Saved data entries:
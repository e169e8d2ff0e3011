// SPDX-License-Identifier: MIT
// Copyright (c) 2026 Conductor Contributors

//! Accepts connections and dispatches one request per connection onto
//! `cond-engine::Engine`. Each connection is: read one [`Envelope`],
//! dispatch, write one [`Response`] — except `SchedulerWatchQueue`, which
//! upgrades the connection into a push stream (SPEC_FULL.md §4.6).

use std::sync::Arc;

use cond_engine::Engine;
use tokio::io::{AsyncRead, AsyncWrite};
use tokio::net::{TcpListener, UnixListener};
use tracing::{debug, error, info, warn};

use crate::dispatch::dispatch;
use crate::env;
use crate::protocol::{self, Envelope, ProtocolError, Request, Response};

pub struct Listener {
    unix: UnixListener,
    tcp: Option<TcpListener>,
    engine: Arc<Engine>,
}

impl Listener {
    pub fn new(unix: UnixListener, tcp: Option<TcpListener>, engine: Arc<Engine>) -> Self {
        Self { unix, tcp, engine }
    }

    /// Runs until the process is killed; each accepted connection is
    /// handled in its own task so a slow or stuck client never blocks
    /// others (spec.md §5: the store's lock is held only for the minimal
    /// read/mutate span, never across connection I/O).
    pub async fn run(self) {
        let Listener { unix, tcp, engine } = self;
        match tcp {
            Some(tcp) => run_dual(unix, tcp, engine).await,
            None => run_unix_only(unix, engine).await,
        }
    }
}

async fn run_unix_only(unix: UnixListener, engine: Arc<Engine>) {
    loop {
        match unix.accept().await {
            Ok((stream, _)) => {
                let engine = Arc::clone(&engine);
                tokio::spawn(async move {
                    let (reader, writer) = stream.into_split();
                    if let Err(e) = handle_connection(reader, writer, &engine).await {
                        log_connection_error(e);
                    }
                });
            }
            Err(e) => error!("unix accept error: {e}"),
        }
    }
}

async fn run_dual(unix: UnixListener, tcp: TcpListener, engine: Arc<Engine>) {
    loop {
        tokio::select! {
            result = unix.accept() => {
                match result {
                    Ok((stream, _)) => {
                        let engine = Arc::clone(&engine);
                        tokio::spawn(async move {
                            let (reader, writer) = stream.into_split();
                            if let Err(e) = handle_connection(reader, writer, &engine).await {
                                log_connection_error(e);
                            }
                        });
                    }
                    Err(e) => error!("unix accept error: {e}"),
                }
            }
            result = tcp.accept() => {
                match result {
                    Ok((stream, addr)) => {
                        debug!("tcp connection from {addr}");
                        let engine = Arc::clone(&engine);
                        tokio::spawn(async move {
                            let (reader, writer) = stream.into_split();
                            if let Err(e) = handle_connection(reader, writer, &engine).await {
                                log_connection_error(e);
                            }
                        });
                    }
                    Err(e) => error!("tcp accept error: {e}"),
                }
            }
        }
    }
}

fn log_connection_error(e: ProtocolError) {
    match e {
        ProtocolError::ConnectionClosed => debug!("client disconnected"),
        ProtocolError::Timeout => warn!("connection timed out"),
        other => error!("connection error: {other}"),
    }
}

async fn handle_connection<R, W>(mut reader: R, mut writer: W, engine: &Engine) -> Result<(), ProtocolError>
where
    R: AsyncRead + Unpin + Send + 'static,
    W: AsyncWrite + Unpin + Send + 'static,
{
    let timeout = env::ipc_timeout();
    let Envelope { password, request } = protocol::read_envelope(&mut reader, timeout).await?;

    if matches!(request, Request::Ping) {
        return protocol::write_response(&mut writer, &Response::Pong, timeout).await;
    }

    if let Request::SchedulerWatchQueue { namespace_id } = request {
        return stream_queue_changes(engine, &password, namespace_id, &mut writer, timeout).await;
    }

    info!(?request, "dispatching request");
    let response = dispatch(engine, &password, request);
    protocol::write_response(&mut writer, &response, timeout).await
}

/// Streams `Response::QueueChanged` every time the namespace's ready queue
/// is invalidated, until the write side errors (client gone).
async fn stream_queue_changes<W: AsyncWrite + Unpin>(
    engine: &Engine,
    password: &str,
    namespace_id: cond_core::NamespaceId,
    writer: &mut W,
    timeout: std::time::Duration,
) -> Result<(), ProtocolError> {
    let mut watch = match engine.watch_queue(password, namespace_id) {
        Ok(w) => w,
        Err(e) => return protocol::write_response(writer, &Response::from(e), timeout).await,
    };
    protocol::write_response(writer, &Response::QueueChanged { namespace_id }, timeout).await?;
    while watch.changed().await.is_ok() {
        protocol::write_response(writer, &Response::QueueChanged { namespace_id }, timeout).await?;
    }
    Ok(())
}

#[cfg(test)]
#[path = "listener_tests.rs"]
mod tests;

> [What to work on]:
Please reply with an exact copy of the lines above, starting at the first and ending at the line that holds "dispatch, write one".

> [Result]:
repository e169e8d2ff0e3011
// SPDX-License-Identifier: MIT
// Copyright (c) 2026 Conductor Contributors

//! Accepts connections and dispatches one request per connection onto
//! `cond-engine::Engine`. Each connection is: read one [`Envelope`],
//! dispatch, write one [`Response`] — except `SchedulerWatchQueue`, which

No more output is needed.